** Opening Record set block **

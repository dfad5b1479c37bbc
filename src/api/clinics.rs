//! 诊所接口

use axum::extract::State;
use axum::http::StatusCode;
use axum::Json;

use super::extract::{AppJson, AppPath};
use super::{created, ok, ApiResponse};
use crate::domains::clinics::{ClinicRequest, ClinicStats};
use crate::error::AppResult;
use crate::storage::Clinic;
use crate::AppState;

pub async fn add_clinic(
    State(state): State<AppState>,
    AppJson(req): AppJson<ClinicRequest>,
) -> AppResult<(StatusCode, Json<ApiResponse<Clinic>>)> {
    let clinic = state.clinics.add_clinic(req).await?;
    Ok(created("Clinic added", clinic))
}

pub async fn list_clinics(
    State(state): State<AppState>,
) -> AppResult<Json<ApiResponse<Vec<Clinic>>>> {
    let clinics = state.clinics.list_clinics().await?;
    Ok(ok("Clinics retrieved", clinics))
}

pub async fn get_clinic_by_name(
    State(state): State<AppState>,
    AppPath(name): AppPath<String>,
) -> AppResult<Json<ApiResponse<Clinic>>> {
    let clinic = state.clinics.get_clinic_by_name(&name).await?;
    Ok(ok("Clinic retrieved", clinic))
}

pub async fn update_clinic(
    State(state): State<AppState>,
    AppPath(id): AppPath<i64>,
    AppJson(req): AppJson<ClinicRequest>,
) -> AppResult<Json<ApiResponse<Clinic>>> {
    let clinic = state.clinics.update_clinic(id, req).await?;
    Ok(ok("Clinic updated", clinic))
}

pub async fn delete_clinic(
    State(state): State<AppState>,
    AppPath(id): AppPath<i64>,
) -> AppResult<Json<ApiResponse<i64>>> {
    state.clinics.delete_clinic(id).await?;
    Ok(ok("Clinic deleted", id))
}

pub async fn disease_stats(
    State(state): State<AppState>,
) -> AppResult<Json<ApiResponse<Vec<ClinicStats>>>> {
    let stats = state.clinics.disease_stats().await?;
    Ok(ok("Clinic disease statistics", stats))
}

** Closing Record set block **

- **What this task involves**: Copy down the material exactly as written.

- **Answer to this exercise**:
repository dfad5b1479c37bbc
filename src/api/clinics.rs
//! 诊所接口

use axum::extract::State;
use axum::http::StatusCode;
use axum::Json;

use super::extract::{AppJson, AppPath};
use super::{created, ok, ApiResponse};
use crate::domains::clinics::{ClinicRequest, ClinicStats};
use crate::error::AppResult;
use crate::storage::Clinic;
use crate::AppState;

pub async fn add_clinic(
    State(state): State<AppState>,
    AppJson(req): AppJson<ClinicRequest>,
) -> AppResult<(StatusCode, Json<ApiResponse<Clinic>>)> {
    let clinic = state.clinics.add_clinic(req).await?;
    Ok(created("Clinic added", clinic))
}

pub async fn list_clinics(
    State(state): State<AppState>,
) -> AppResult<Json<ApiResponse<Vec<Clinic>>>> {
    let clinics = state.clinics.list_clinics().await?;
    Ok(ok("Clinics retrieved", clinics))
}

pub async fn get_clinic_by_name(
    State(state): State<AppState>,
    AppPath(name): AppPath<String>,
) -> AppResult<Json<ApiResponse<Clinic>>> {
    let clinic = state.clinics.get_clinic_by_name(&name).await?;
    Ok(ok("Clinic retrieved", clinic))
}

pub async fn update_clinic(
    State(state): State<AppState>,
    AppPath(id): AppPath<i64>,
    AppJson(req): AppJson<ClinicRequest>,
) -> AppResult<Json<ApiResponse<Clinic>>> {
    let clinic = state.clinics.update_clinic(id, req).await?;
    Ok(ok("Clinic updated", clinic))
}

pub async fn delete_clinic(
    State(state): State<AppState>,
    AppPath(id): AppPath<i64>,
) -> AppResult<Json<ApiResponse<i64>>> {
    state.clinics.delete_clinic(id).await?;
    Ok(ok("Clinic deleted", id))
}

pub async fn disease_stats(
    State(state): State<AppState>,
) -> AppResult<Json<ApiResponse<Vec<ClinicStats>>>> {
    let stats = state.clinics.disease_stats().await?;
    Ok(ok("Clinic disease statistics", stats))
}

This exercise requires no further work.